Efforts to integrate Southeast Asia’s economies are beginning to bear fruit, experts say, although there is some way to go before the goal of turning the region into a single market and production base can be reached.
The 10 countries of the Association of Southeast Asian Nations officially formed the ASEAN Economic Community (AEC), an ambitious regional trade bloc, at the start of this year.
The move has been viewed as a boost for the region’s economies and is part of the reasoning behind the U.S. stepping up its engagement with the region. Leaders of the 10 ASEAN nations will attend a summit hosted by President Barack Obama at the Sunnylands estate in Rancho Mirage, California on Monday and Tuesday, followed by a trade roadshow in the San Francisco Bay Area.
The ASEAN countries already have a combined annual gross domestic product of $2.4 trillion, making the bloc the second largest economy in Asia, after China, and the seventh-largest economy in the world. The region also enjoys an average growth rate in excess of 5 percent.
“ASEAN has so much potential to offer for international investment and trade because of its young population,” said Chan Sophal, director of the Center for Policy Studies in Phnom Penh. “That plays a key role to creating a competitive workforce, and that is what investors are looking for.”
Chheang Vannarith, chairman of the Cambodian Institute for Strategic Studies’ board of directors, has noted that the region will soon also be better connected thanks largely to Chinese plans to build railways connecting the countries of mainland Southeast Asia to Yunnan province.
“We also see Thailand and Cambodia created a railroad project which they hope to complete by the end of 2016,” Vannarith said.
But there are concerns that turning the region into an integrated market and production base is still some way off. Anthony Nelson, director of communications at the U.S.-ASEAN Business Council, told a recent press conference in Washington that while the AEC was an “exciting” initiative, some of its goals were ambitious.
“If you look at the customs single window…in order for ASEAN to really, truly be a single market and a single production base, that’s something that’s going to be in place,” Nelson said.
The U.S.-ASEAN Business Council has also raised the issues of corruption and poor governance as barriers to trade with Southeast Asian economies.
Oum Sothea, a Cambodian economist based in Singapore, said that most tariffs imposed on goods imported within the region had already been reduced to zero, with very few exceptions. However, he said, there were a number of “non-tariff” barriers to trade still in place that would require the states’ concerted collective action to remove.
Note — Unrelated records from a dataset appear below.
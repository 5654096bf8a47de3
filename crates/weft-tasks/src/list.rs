// Copyright 2025 eraflo
//
// Licensed under the Apache License, Version 2.0 (the "License");
// you may not use this file except in compliance with the License.
// You may obtain a copy of the License at
//
//     http://www.apache.org/licenses/LICENSE-2.0
//
// Unless required by applicable law or agreed to in writing, software
// distributed under the License is distributed on an "AS IS" BASIS,
// WITHOUT WARRANTIES OR CONDITIONS OF ANY KIND, either express or implied.
// See the License for the specific language governing permissions and
// limitations under the License.

//! The scheduler: task submission, dependency resolution and the hand-off
//! between the forward ring, the delay wheel and the ready ring.

use crate::event_queue::{EventQueue, EventResult, DEFAULT_GRANULARITIES};
use crate::ring::{RingKind, TaskRing};
use crate::slots::{state, TaskSlots};
use crate::task::{Task, TaskHandle, MAX_FORWARD_TASKS};
use crate::task_id::TaskId;
use std::fmt;
use std::sync::atomic::{AtomicBool, AtomicU32, AtomicUsize, Ordering};
use std::sync::Arc;
use std::time::Duration;
use weft_core::bits::low_mask;
use weft_core::config::{MAX_TASKS, MAX_THREADS, MIN_TASKS};
use weft_core::{fatal, Clock, Fence, FenceMain, RuntimeConfig, SchedulerError};
use weft_data::{GlobalMemory, MemoryChunkSystem};

/// Owns every task from submission to completion.
///
/// A submitted task is in exactly one place at a time:
/// - the forward ring, while predecessors are outstanding; it is reachable
///   only through their forward lists,
/// - the delay wheel, while its due time is in the future,
/// - the ready ring, until a worker fetches it,
/// - a worker, while it runs.
///
/// There is no dispatcher thread. Whoever drops a task's dependency counter
/// to zero (the submitter, or the worker completing its last predecessor)
/// moves it on.
pub struct TaskList {
    slots: TaskSlots,
    ready: TaskRing,
    forward: TaskRing,
    events: EventQueue,
    chunks: Arc<MemoryChunkSystem>,
    global: Arc<GlobalMemory>,
    prefer_longest: bool,
    thread_count: AtomicU32,
    /// Tasks submitted and not yet completed.
    outstanding: AtomicUsize,
    exiting: AtomicBool,
    exit_signaled: AtomicBool,
    exit: Arc<FenceMain>,
    /// Workers asked to leave after their current task.
    retiring: [AtomicBool; MAX_THREADS as usize],
}
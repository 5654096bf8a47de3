// Copyright 2025 eraflo
//
// Licensed under the Apache License, Version 2.0 (the "License");
// you may not use this file except in compliance with the License.
// You may obtain a copy of the License at
//
//     http://www.apache.org/licenses/LICENSE-2.0
//
// Unless required by applicable law or agreed to in writing, software
// distributed under the License is distributed on an "AS IS" BASIS,
// WITHOUT WARRANTIES OR CONDITIONS OF ANY KIND, either express or implied.
// See the License for the specific language governing permissions and
// limitations under the License.

//! Process-wide arena with reference-counted allocations.

use super::chunk_system::MemoryChunkSystem;
use super::chunk_table::ChunkTable;
use super::record::{self, AllocationRecord};
use std::cell::UnsafeCell;
use std::fmt;
use std::panic::Location;
use std::ptr::NonNull;
use std::sync::atomic::{fence, AtomicU32, Ordering};
use std::sync::Arc;
use weft_core::error::{fatal, AllocError};
use weft_core::sync::AccessLock;

/// Reference count word placed in front of the [`AllocationRecord`].
const REF_COUNT_SIZE: usize = 8;

/// Bytes in front of every shared allocation.
const SHARED_HEADER: usize = REF_COUNT_SIZE + AllocationRecord::SIZE;

struct SharedLevel {
    lock: AccessLock,
    table: UnsafeCell<ChunkTable>,
}

impl SharedLevel {
    /// Runs `f` with exclusive access to the level's chunk table.
    fn with_table<R>(&self, f: impl FnOnce(&mut ChunkTable) -> R) -> R {
        let _guard = self.lock.write();
        // SAFETY: the write guard gives this thread exclusive access.
        f(unsafe { &mut *self.table.get() })
    }
}

/// An arena shared by every thread.
///
/// Each allocation carries a reference count. The chunk backing it returns
/// to the [`MemoryChunkSystem`] once every allocation carved from it has
/// been released by all of its owners. Allocations are handed out as
/// [`SharedAllocation`] handles that maintain the count.
pub struct GlobalMemory {
    system: Arc<MemoryChunkSystem>,
    levels: Vec<SharedLevel>,
}

// SAFETY: each level's chunk table is only touched under its AccessLock
// write guard; allocation memory is reached through `SharedAllocation`.
unsafe impl Send for GlobalMemory {}
unsafe impl Sync for GlobalMemory {}

impl GlobalMemory {
    /// Creates an empty shared arena on top of `system`.
    pub fn new(system: Arc<MemoryChunkSystem>) -> Arc<Self> {
        let levels = (0..system.levels())
            .map(|level| SharedLevel {
                lock: AccessLock::new(),
                table: UnsafeCell::new(ChunkTable::new(system.class(level))),
            })
            .collect();
        Arc::new(Self { system, levels })
    }

    /// Allocates `size` bytes aligned to `alignment` with one owner. Any
    /// failure is fatal.
    #[track_caller]
    pub fn alloc(self: &Arc<Self>, size: usize, alignment: usize) -> SharedAllocation {
        self.try_alloc(size, alignment)
            .unwrap_or_else(|err| fatal(err))
    }

    /// Allocates `size` bytes aligned to `alignment` with one owner.
    #[track_caller]
    pub fn try_alloc(
        self: &Arc<Self>,
        size: usize,
        alignment: usize,
    ) -> Result<SharedAllocation, AllocError> {
        let source = Location::caller();
        if size == 0 {
            return Err(AllocError::ZeroSize);
        }
        let align =
            record::effective_alignment(alignment).ok_or(AllocError::InvalidAlignment { alignment })?;
        let span = record::worst_case_span(SHARED_HEADER, size, align);
        let level = self.system.size_to_level(span)?;

        let carved = self.levels[level].with_table(|table| {
            let id = table.find_room(SHARED_HEADER, size, align)?;
            table.carve(id, SHARED_HEADER, size, align).map(|data| (id, data))
        });

        let (id, data) = match carved {
            Some(carved) => carved,
            None => {
                let chunk = self.system.alloc(span);
                let chunk_level = chunk.id().level();
                log::trace!("Global memory adopted chunk {}", chunk.id());
                self.levels[chunk_level].with_table(|table| {
                    let id = table.adopt(chunk);
                    let data = table
                        .carve(id, SHARED_HEADER, size, align)
                        .unwrap_or_else(|| fatal(format!("Chunk {id} cannot hold {size} bytes")));
                    (id, data)
                })
            }
        };

        // SAFETY: `carve` reserved `SHARED_HEADER` bytes in front of `data`.
        unsafe {
            AllocationRecord::new(size, align, id, source).write(data);
            ref_count(data).store(1, Ordering::Release);
        }

        Ok(SharedAllocation {
            memory: Arc::clone(self),
            data,
            len: size,
        })
    }

    /// Number of chunks currently held by the arena.
    pub fn owned_chunks(&self) -> usize {
        self.levels
            .iter()
            .map(|level| level.with_table(|table| table.owned()))
            .sum()
    }

    /// The chunk system this arena draws from.
    pub fn system(&self) -> &Arc<MemoryChunkSystem> {
        &self.system
    }

    /// Drops the last reference to `data`: releases it from its chunk and
    /// returns the chunk once it is empty.
    fn release(&self, data: NonNull<u8>) {
        // SAFETY: `data` came from `try_alloc`, so a full header precedes it.
        let header = unsafe { AllocationRecord::read(data) };
        if !header.is_live() {
            let header_addr = data.as_ptr() as usize - AllocationRecord::SIZE;
            let trusted = self.system.locate(header_addr) == Some(header.chunk());
            fatal(AllocError::CorruptedRecord {
                record: header.describe(trusted),
            });
        }

        let id = header.chunk();
        let Some(level) = self.levels.get(id.level()) else {
            fatal(format!("Shared allocation from unknown chunk: {header}"));
        };

        let emptied = level.with_table(|table| {
            // SAFETY: the header was validated above and the caller held the
            // last reference.
            unsafe { AllocationRecord::mark_freed(data) };
            match table.release(id) {
                Some(0) => table.take(id),
                Some(_) => None,
                None => fatal(format!(
                    "Shared allocation from a chunk the arena does not own: {header}"
                )),
            }
        });

        if let Some(record) = emptied {
            log::trace!("Global memory returned chunk {id}");
            self.system.free(record.chunk);
        }
    }
}

impl Drop for GlobalMemory {
    fn drop(&mut self) {
        // Every allocation holds an `Arc<GlobalMemory>`, so nothing is live.
        for level in &mut self.levels {
            for record in level.table.get_mut().drain() {
                self.system.free(record.chunk);
            }
        }
    }
}

impl fmt::Debug for GlobalMemory {
    fn fmt(&self, f: &mut fmt::Formatter<'_>) -> fmt::Result {
        f.debug_struct("GlobalMemory")
            .field("owned_chunks", &self.owned_chunks())
            .finish()
    }
}

/// # Safety
///
/// `data` must be a shared allocation, so the reference count word sits
/// `SHARED_HEADER` bytes before it.
unsafe fn ref_count<'a>(data: NonNull<u8>) -> &'a AtomicU32 {
    &*data.as_ptr().sub(SHARED_HEADER).cast::<AtomicU32>()
}

/// An owner of one [`GlobalMemory`] allocation.
///
/// Cloning adds an owner; dropping the last owner releases the memory.
pub struct SharedAllocation {
    memory: Arc<GlobalMemory>,
    data: NonNull<u8>,
    len: usize,
}

// SAFETY: the handle only exposes raw pointers to the allocation; the
// reference count is atomic.
unsafe impl Send for SharedAllocation {}
unsafe impl Sync for SharedAllocation {}

impl SharedAllocation {
    /// Start of the allocation. The memory is uninitialized until written.
    pub fn as_ptr(&self) -> NonNull<u8> {
        self.data
    }

    /// Requested size in bytes.
    pub fn len(&self) -> usize {
        self.len
    }

    /// Always `false`: zero-sized shared allocations are rejected.
    pub fn is_empty(&self) -> bool {
        self.len == 0
    }

    /// Current number of owners.
    pub fn ref_count(&self) -> u32 {
        // SAFETY: the handle keeps the allocation alive.
        unsafe { ref_count(self.data) }.load(Ordering::Acquire)
    }

    /// The allocation's header.
    pub fn record(&self) -> AllocationRecord {
        // SAFETY: the handle keeps the allocation alive.
        unsafe { AllocationRecord::read(self.data) }
    }
}

impl Clone for SharedAllocation {
    fn clone(&self) -> Self {
        // SAFETY: the handle keeps the allocation alive.
        unsafe { ref_count(self.data) }.fetch_add(1, Ordering::Relaxed);
        Self {
            memory: Arc::clone(&self.memory),
            data: self.data,
            len: self.len,
        }
    }
}

impl Drop for SharedAllocation {
    fn drop(&mut self) {
        // SAFETY: this handle is still an owner.
        let previous = unsafe { ref_count(self.data) }.fetch_sub(1, Ordering::Release);
        if previous == 1 {
            fence(Ordering::Acquire);
            self.memory.release(self.data);
        }
    }
}

impl fmt::Debug for SharedAllocation {
    fn fmt(&self, f: &mut fmt::Formatter<'_>) -> fmt::Result {
        f.debug_struct("SharedAllocation")
            .field("len", &self.len)
            .field("ref_count", &self.ref_count())
            .finish()
    }
}

#[cfg(test)]
mod tests {
    use super::*;
    use std::thread;

    fn memory(config: &str) -> Arc<GlobalMemory> {
        GlobalMemory::new(Arc::new(MemoryChunkSystem::new(
            &config.parse().expect("valid chunk config"),
        )))
    }

    #[test]
    fn test_clone_and_drop_track_owners() {
        let memory = memory("16:2");
        let first = memory.alloc(128, 16);
        assert_eq!(first.ref_count(), 1);
        assert_eq!(first.as_ptr().as_ptr() as usize % 16, 0);

        let second = first.clone();
        assert_eq!(first.ref_count(), 2);
        drop(first);
        assert_eq!(second.ref_count(), 1);
        assert_eq!(memory.owned_chunks(), 1);

        drop(second);
        assert_eq!(memory.owned_chunks(), 0);
        assert_eq!(memory.system().available_chunks(0), 2);
    }

    #[test]
    fn test_chunk_returns_only_after_every_allocation() {
        let memory = memory("16:2");
        let a = memory.alloc(64, 8);
        let b = memory.alloc(64, 8);
        assert_eq!(a.record().chunk(), b.record().chunk());

        drop(a);
        assert_eq!(memory.owned_chunks(), 1);
        drop(b);
        assert_eq!(memory.owned_chunks(), 0);
    }

    #[test]
    fn test_owners_release_from_many_threads() {
        let memory = memory("16:4");
        let shared = memory.alloc(1024, 8);
        unsafe { shared.as_ptr().as_ptr().write_bytes(0xAB, shared.len()) };

        let handles: Vec<_> = (0..8)
            .map(|_| {
                let owner = shared.clone();
                thread::spawn(move || {
                    let byte = unsafe { *owner.as_ptr().as_ptr().add(owner.len() - 1) };
                    assert_eq!(byte, 0xAB);
                })
            })
            .collect();
        drop(shared);

        for handle in handles {
            handle.join().expect("owner thread panicked");
        }
        assert_eq!(memory.owned_chunks(), 0);
    }

    #[test]
    fn test_concurrent_allocations_do_not_overlap() {
        let memory = memory("16:64");
        let handles: Vec<_> = (0..4u8)
            .map(|tag| {
                let memory = Arc::clone(&memory);
                thread::spawn(move || {
                    let allocations: Vec<_> = (0..50)
                        .map(|_| {
                            let allocation = memory.alloc(96, 8);
                            unsafe { allocation.as_ptr().as_ptr().write_bytes(tag, 96) };
                            allocation
                        })
                        .collect();
                    for allocation in &allocations {
                        let bytes = unsafe {
                            std::slice::from_raw_parts(allocation.as_ptr().as_ptr(), 96)
                        };
                        assert!(bytes.iter().all(|&b| b == tag));
                    }
                })
            })
            .collect();

        for handle in handles {
            handle.join().expect("allocating thread panicked");
        }
        assert_eq!(memory.owned_chunks(), 0);
    }

    #[test]
    fn test_invalid_requests_are_errors() {
        let memory = memory("16:1");
        assert!(matches!(memory.try_alloc(0, 8), Err(AllocError::ZeroSize)));
        assert!(matches!(
            memory.try_alloc(32 * 1024, 8),
            Err(AllocError::SizeTooLarge { .. })
        ));
    }
}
“ASEAN countries implement different set of rules for product standardization, and having to harmonize such a diverse set of rules is going to be the biggest challenge for ASEAN to achieve a single production base,” said Oum Sothea.
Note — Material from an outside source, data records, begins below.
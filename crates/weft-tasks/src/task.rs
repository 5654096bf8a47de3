// Copyright 2025 eraflo
//
// Licensed under the Apache License, Version 2.0 (the "License");
// you may not use this file except in compliance with the License.
// You may obtain a copy of the License at
//
//     http://www.apache.org/licenses/LICENSE-2.0
//
// Unless required by applicable law or agreed to in writing, software
// distributed under the License is distributed on an "AS IS" BASIS,
// WITHOUT WARRANTIES OR CONDITIONS OF ANY KIND, either express or implied.
// See the License for the specific language governing permissions and
// limitations under the License.

//! The schedulable unit and the handle producers keep after submitting it.

use crate::context::WorkerContext;
use std::fmt;
use std::time::Duration;
use weft_core::bits::low_mask;
use weft_core::Fence;

/// Capacity of a task's successor list.
pub const MAX_FORWARD_TASKS: usize = 18;

pub(crate) type TaskBody = Box<dyn FnOnce(&mut WorkerContext) + Send + 'static>;

/// A unit of work for the scheduler.
///
/// The body runs exactly once, on whichever eligible worker fetches the task,
/// and receives that worker's [`WorkerContext`]. Scheduling hints are chained
/// on before submission:
///
/// ```rust,ignore
/// let handle = scheduler.add_task(
///     Task::new(|ctx| upload(ctx)).labeled("upload").delay(Duration::from_millis(5)),
///     &[&previous],
/// )?;
/// handle.wait();
/// ```
pub struct Task {
    pub(crate) body: TaskBody,
    pub(crate) label: &'static str,
    pub(crate) fence: Fence,
    pub(crate) thread_mask: u64,
    pub(crate) delay: Option<Duration>,
    pub(crate) shutdown: bool,
}

impl Task {
    /// Wraps `body` in a task with its own single-count completion fence.
    /// The label defaults to the closure's type name.
    pub fn new<F>(body: F) -> Self
    where
        F: FnOnce(&mut WorkerContext) + Send + 'static,
    {
        Self {
            body: Box::new(body),
            label: std::any::type_name::<F>(),
            fence: Fence::single(),
            thread_mask: 0,
            delay: None,
            shutdown: false,
        }
    }

    /// Names the task in diagnostics and the task time table.
    pub fn labeled(mut self, label: &'static str) -> Self {
        self.label = label;
        self
    }

    /// Signals `fence` on completion instead of the task's own fence.
    ///
    /// Several tasks sharing views of one [`weft_core::FenceMain`] let a
    /// producer wait for the whole batch at once.
    pub fn fence(mut self, fence: Fence) -> Self {
        self.fence = fence;
        self
    }

    /// Holds the task back until `delay` has elapsed from submission.
    pub fn delay(mut self, delay: Duration) -> Self {
        self.delay = Some(delay);
        self
    }

    /// Restricts the task to the workers whose bit is set in `mask`.
    /// 0 means any worker.
    pub fn thread_mask(mut self, mask: u64) -> Self {
        self.thread_mask = mask;
        self
    }

    /// Pins the task to the worker running `ctx`.
    pub fn thread_mask_current(self, ctx: &WorkerContext) -> Self {
        self.thread_mask(1 << ctx.worker())
    }

    /// Lets every worker but the one running `ctx` take the task. With a
    /// single worker this leaves the task unrestricted.
    pub fn thread_mask_all_others(self, ctx: &WorkerContext) -> Self {
        let all = low_mask(ctx.thread_count());
        self.thread_mask(all & !(1 << ctx.worker()))
    }

    /// Marks the task as part of shutdown, so it is accepted after
    /// [`TaskList::shutdown`](crate::TaskList::shutdown).
    pub fn shutdown_task(mut self) -> Self {
        self.shutdown = true;
        self
    }

    /// The fence signaled once the body has returned.
    pub fn completion(&self) -> &Fence {
        &self.fence
    }

    /// The task's label.
    pub fn label(&self) -> &'static str {
        self.label
    }
}

impl fmt::Debug for Task {
    fn fmt(&self, f: &mut fmt::Formatter<'_>) -> fmt::Result {
        f.debug_struct("Task")
            .field("label", &self.label)
            .field("thread_mask", &format_args!("{:#x}", self.thread_mask))
            .field("delay", &self.delay)
            .field("shutdown", &self.shutdown)
            .finish_non_exhaustive()
    }
}

/// What a producer keeps of a submitted task: something to wait on, and a
/// reference later submissions can depend on.
///
/// The default handle refers to no task; passing it as a dependency is a
/// usage error.
#[derive(Clone, Default)]
pub struct TaskHandle {
    pub(crate) index: u16,
    pub(crate) generation: u32,
    pub(crate) fence: Fence,
    pub(crate) label: &'static str,
}

impl TaskHandle {
    /// Blocks until the task has run.
    pub fn wait(&self) {
        self.fence.wait();
    }

    /// Blocks for at most `timeout`. Returns whether the task has run.
    pub fn wait_timeout(&self, timeout: Duration) -> bool {
        self.fence.wait_timeout(timeout)
    }

    /// Whether the task has run.
    pub fn is_done(&self) -> bool {
        self.fence.is_done()
    }

    /// Whether the handle came from a submission.
    pub fn is_submitted(&self) -> bool {
        self.generation != 0
    }

    /// The task's completion fence.
    pub fn completion(&self) -> &Fence {
        &self.fence
    }

    /// Label of the task.
    pub fn label(&self) -> &'static str {
        self.label
    }
}

impl fmt::Debug for TaskHandle {
    fn fmt(&self, f: &mut fmt::Formatter<'_>) -> fmt::Result {
        if !self.is_submitted() {
            return f.write_str("TaskHandle(unsubmitted)");
        }
        write!(
            f,
            "TaskHandle({} @ {}#{})",
            self.label, self.index, self.generation
        )
    }
}

#[cfg(test)]
mod tests {
    use super::*;
    use std::sync::Arc;
    use weft_core::FenceMain;

    #[test]
    fn test_builder_sets_hints() {
        let task = Task::new(|_| {})
            .labeled("hinted")
            .delay(Duration::from_millis(3))
            .thread_mask(0b101)
            .shutdown_task();

        assert_eq!(task.label(), "hinted");
        assert_eq!(task.delay, Some(Duration::from_millis(3)));
        assert_eq!(task.thread_mask, 0b101);
        assert!(task.shutdown);
        assert!(!task.completion().is_done());
    }

    #[test]
    fn test_default_label_names_the_closure() {
        let task = Task::new(|_| {});
        assert!(task.label().contains("test_default_label_names_the_closure"));
    }

    #[test]
    fn test_shared_fence() {
        let main = Arc::new(FenceMain::new(2));
        let a = Task::new(|_| {}).fence(main.view());
        let b = Task::new(|_| {}).fence(main.view());

        a.completion().signal();
        assert!(!b.completion().is_done());
        b.completion().signal();
        assert!(a.completion().is_done());
    }

    #[test]
    fn test_default_handle_is_unsubmitted() {
        let handle = TaskHandle::default();
        assert!(!handle.is_submitted());
        assert!(handle.is_done());
        assert_eq!(format!("{handle:?}"), "TaskHandle(unsubmitted)");
    }
}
For the U.S., the ASEAN countries as a bloc are already the country’s fourth-largest trading partner. By 2014, American companies had put more than $200 million of foreign direct investment in to the region.
At a recent public forum, Ben J. Rhodes, Obama’s deputy national security adviser for strategic communications, reiterated ASEAN’s importance to U.S. economic growth.
“The fact that matters is this region is going to drive a lot of U.S. growth and job creation going forward that already support, in our estimate, over half a million American jobs,” said Rhodes, predicting that ASEAN was soon going to be one of the largest markets in the world for U.S. exports.